引用符におけるピリオドの位置は、アメリカ英語とイギリス英語で異なります。アメリカ英語では、引用符の内側にピリオド(その他の句読点も同じです)を記します。一方、イギリス英語では、引用符の外側にピリオドを記します。投稿先のガイドラインにピリオドの位置についての指示があれば、それに従いましょう。

(アメリカ英語):He said, “They were coming this way.”
(イギリス英語):He said, “They were coming this way”.

感嘆符の多用

感嘆符を使いすぎると、文章のインパクトが薄れて本当に強調したい部分がわからなくなってしまいます。多すぎる感嘆符に読者がうんざりして、要点が伝わらない、ということのないように気をつけましょう。

ハイフン、エヌダッシュ(enダッシュ)、エムダッシュ(emダッシュ)

ダッシュ(またはダーシ)とは横棒状の記号のことで、ハイフンやenダッシュ(短)、emダッシュ(長)は一見同じように見えますが、横幅の長さと使い方が違います。横幅の長さは、ハイフン、enダッシュ、emダッシュの順に長くなります。ハイフンは、the 10-year-old kidのような複合形容詞に使われます。enダッシュとemダッシュの使い方の違いは以下のとおりです。

enダッシュ: This chapter extends from page numbers 10–25.
emダッシュ: The people —who did not attend the meeting—could only escape the fire.
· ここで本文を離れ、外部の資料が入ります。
//! Integration tests for the crawler
//!
//! These tests use wiremock to create mock HTTP servers and drive the full
//! download, analyze and process cycle end-to-end through the reqwest transport.

use ripple_engine::config::{CrawlerConfig, UserAgentConfig};
use ripple_engine::crawler::{
    build_http_client, html_link_parser, ItemProcessor, PageItem, Scheduler,
};
use ripple_engine::{CrawlError, ErrorKind, Request};
use std::sync::{Arc, Mutex};
use std::time::Duration;
use wiremock::matchers::{method, path};
use wiremock::{Mock, MockServer, ResponseTemplate};

fn create_user_agent() -> UserAgentConfig {
    UserAgentConfig {
        crawler_name: "TestBot".to_string(),
        crawler_version: "1.0.0".to_string(),
        contact_url: "https://example.com/contact".to_string(),
        contact_email: "test@example.com".to_string(),
    }
}

fn create_crawler_config(max_depth: u32) -> CrawlerConfig {
    CrawlerConfig {
        queue_capacity: 16,
        pool_size: 3,
        max_depth,
        fail_fast: false,
    }
}

async fn mount_page(server: &MockServer, route: &str, title: &str, links: &[&str]) {
    let anchors: String = links
        .iter()
        .map(|link| format!(r#"<a href="{}">{}</a>"#, link, link))
        .collect();

    Mock::given(method("GET"))
        .and(path(route))
        .respond_with(
            ResponseTemplate::new(200)
                .set_body_string(format!(
                    "<html><head><title>{}</title></head><body>{}</body></html>",
                    title, anchors
                ))
                .insert_header("content-type", "text/html"),
        )
        .mount(server)
        .await;
}

/// Records every page that reaches the end of the pipeline
fn collector(pages: Arc<Mutex<Vec<PageItem>>>) -> ItemProcessor<PageItem> {
    Arc::new(move |page: &PageItem| {
        pages.lock().unwrap().push(page.clone());
        Ok(Some(page.clone()))
    })
}

/// Runs a crawl to idle, draining the error stream while waiting
async fn crawl(
    config: CrawlerConfig,
    seed: &str,
    processors: Vec<ItemProcessor<PageItem>>,
) -> (Scheduler<reqwest::Client, PageItem>, Vec<CrawlError>) {
    let client = build_http_client(&create_user_agent()).expect("Failed to build client");
    let mut scheduler = Scheduler::new();

    scheduler
        .start(
            &config,
            move || client.clone(),
            vec![Some(html_link_parser())],
            processors,
            Request::parse(seed).expect("Failed to parse seed"),
        )
        .await
        .expect("Failed to start scheduler");

    let errors = scheduler.error_stream().expect("Failed to get error stream");
    let mut collected = Vec::new();

    tokio::time::timeout(Duration::from_secs(10), async {
        loop {
            while let Some(error) = errors.try_next() {
                collected.push(error);
            }
            if scheduler.idle() {
                break;
            }
            tokio::time::sleep(Duration::from_millis(10)).await;
        }
    })
    .await
    .expect("Crawl did not go idle");

    scheduler.shutdown().await;
    (scheduler, collected)
}

#[tokio::test]
async fn test_full_crawl_respects_depth_limit() {
    let mock_server = MockServer::start().await;
    let base_url = mock_server.uri();

    mount_page(&mock_server, "/", "Home", &["/a", "/b", "/missing"]).await;
    mount_page(&mock_server, "/a", "Page A", &["/c"]).await;
    mount_page(&mock_server, "/b", "Page B", &[]).await;

    Mock::given(method("GET"))
        .and(path("/missing"))
        .respond_with(ResponseTemplate::new(404))
        .expect(1)
        .mount(&mock_server)
        .await;

    // Depth 2: must never be fetched
    Mock::given(method("GET"))
        .and(path("/c"))
        .respond_with(ResponseTemplate::new(200))
        .expect(0)
        .mount(&mock_server)
        .await;

    let pages = Arc::new(Mutex::new(Vec::new()));
    let (scheduler, errors) = crawl(
        create_crawler_config(1),
        &format!("{}/", base_url),
        vec![collector(Arc::clone(&pages))],
    )
    .await;

    let mut crawled: Vec<(String, u32)> = pages
        .lock()
        .unwrap()
        .iter()
        .map(|page| (page.url.trim_start_matches(&base_url).to_string(), page.depth))
        .collect();
    crawled.sort();
    assert_eq!(
        crawled,
        vec![
            ("/".to_string(), 0),
            ("/a".to_string(), 1),
            ("/b".to_string(), 1)
        ]
    );

    // The 404 page surfaces as one analyzer error
    assert_eq!(errors.len(), 1, "unexpected errors: {:?}", errors);
    assert_eq!(errors[0].kind(), ErrorKind::Analyze);
    assert!(errors[0].to_string().contains("404"));

    let counts = scheduler.pipeline().unwrap().count();
    assert_eq!(counts.sent, 3);
    assert_eq!(counts.processed, 3);
}

#[tokio::test]
async fn test_crawl_with_depth_zero_fetches_seed_only() {
    let mock_server = MockServer::start().await;
    let base_url = mock_server.uri();

    mount_page(&mock_server, "/", "Home", &["/next"]).await;
    Mock::given(method("GET"))
        .and(path("/next"))
        .respond_with(ResponseTemplate::new(200))
        .expect(0)
        .mount(&mock_server)
        .await;

    let pages = Arc::new(Mutex::new(Vec::new()));
    let (_, errors) = crawl(
        create_crawler_config(0),
        &format!("{}/", base_url),
        vec![collector(Arc::clone(&pages))],
    )
    .await;

    assert!(errors.is_empty());
    let pages = pages.lock().unwrap();
    assert_eq!(pages.len(), 1);
    assert_eq!(pages[0].title.as_deref(), Some("Home"));
    assert_eq!(pages[0].links, vec![format!("{}/next", base_url)]);
}

#[tokio::test]
async fn test_processor_errors_with_fail_fast() {
    let mock_server = MockServer::start().await;
    let base_url = mock_server.uri();
    mount_page(&mock_server, "/", "Home", &[]).await;

    let pages = Arc::new(Mutex::new(Vec::new()));
    let reject: ItemProcessor<PageItem> = Arc::new(|_: &PageItem| anyhow::bail!("storage full"));
    let config = CrawlerConfig {
        fail_fast: true,
        ..create_crawler_config(0)
    };

    let (scheduler, errors) = crawl(
        config,
        &format!("{}/", base_url),
        vec![reject, collector(Arc::clone(&pages))],
    )
    .await;

    assert!(pages.lock().unwrap().is_empty(), "chain should halt");
    assert_eq!(errors.len(), 1);
    assert_eq!(errors[0].kind(), ErrorKind::ItemProcess);

    let counts = scheduler.pipeline().unwrap().count();
    assert_eq!(counts.accepted, 1);
    assert_eq!(counts.processed, 0);
}

#[tokio::test]
async fn test_unreachable_seed_reports_download_error() {
    // Bind and immediately release a port so nothing is listening on it
    let address = {
        let listener = std::net::TcpListener::bind("127.0.0.1:0").unwrap();
        listener.local_addr().unwrap()
    };

    let (scheduler, errors) = crawl(
        create_crawler_config(1),
        &format!("http://{}/", address),
        Vec::new(),
    )
    .await;

    assert_eq!(errors.len(), 1);
    assert_eq!(errors[0].kind(), ErrorKind::Download);
    assert_eq!(scheduler.pipeline().unwrap().count().sent, 0);
}

#[tokio::test]
async fn test_page_with_more_links_than_queue_capacity() {
    let mock_server = MockServer::start().await;
    let base_url = mock_server.uri();

    let children: Vec<String> = (0..20).map(|n| format!("/page{}", n)).collect();
    let child_refs: Vec<&str> = children.iter().map(String::as_str).collect();
    mount_page(&mock_server, "/", "Hub", &child_refs).await;
    for child in &children {
        mount_page(&mock_server, child, "Leaf", &[]).await;
    }

    let pages = Arc::new(Mutex::new(Vec::new()));
    let config = CrawlerConfig {
        queue_capacity: 2,
        pool_size: 1,
        ..create_crawler_config(1)
    };
    let (_, errors) = crawl(
        config,
        &format!("{}/", base_url),
        vec![collector(Arc::clone(&pages))],
    )
    .await;

    assert!(errors.is_empty(), "unexpected errors: {:?}", errors);
    assert_eq!(pages.lock().unwrap().len(), 21);
}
enダッシュは、数値的な範囲や区間を表す場合によく使われます。
emダッシュは、文の途中に補足的な説明を挿入するときなどに使われます。

長すぎる文

句読点などを使わずにいくつもの要素を盛り込んだ長すぎる文は、わかりづらいものです。1つの文にあれもこれもと情報を詰め込みすぎるのは好ましくありません。短い文で簡潔に表現することを心がけましょう。

(誤): The early morning sun flashed golden rays of sunlight on the ocean, and the wild beasts devoured the green shrubs as singing birds soared in the air what a remarkable sight on a summer morning!
(正):The early morning sun flashed golden rays of sunlight on the ocean. Wild beasts devoured the green shrubs as birds sang and soared in the air. What a remarkable sight on a summer morning!

論文の執筆は、骨の折れる作業ですが、やりがいのあるものです。しっかりと校正作業をして英語の間違いをなくすこと、盗用・剽窃の疑いをかけられないように何度も慎重にチェックをすること、こういった地道な努力が、リジェクトを防ぐことにつながります。あせらず、校正を怠らずによい論文を仕上げてください。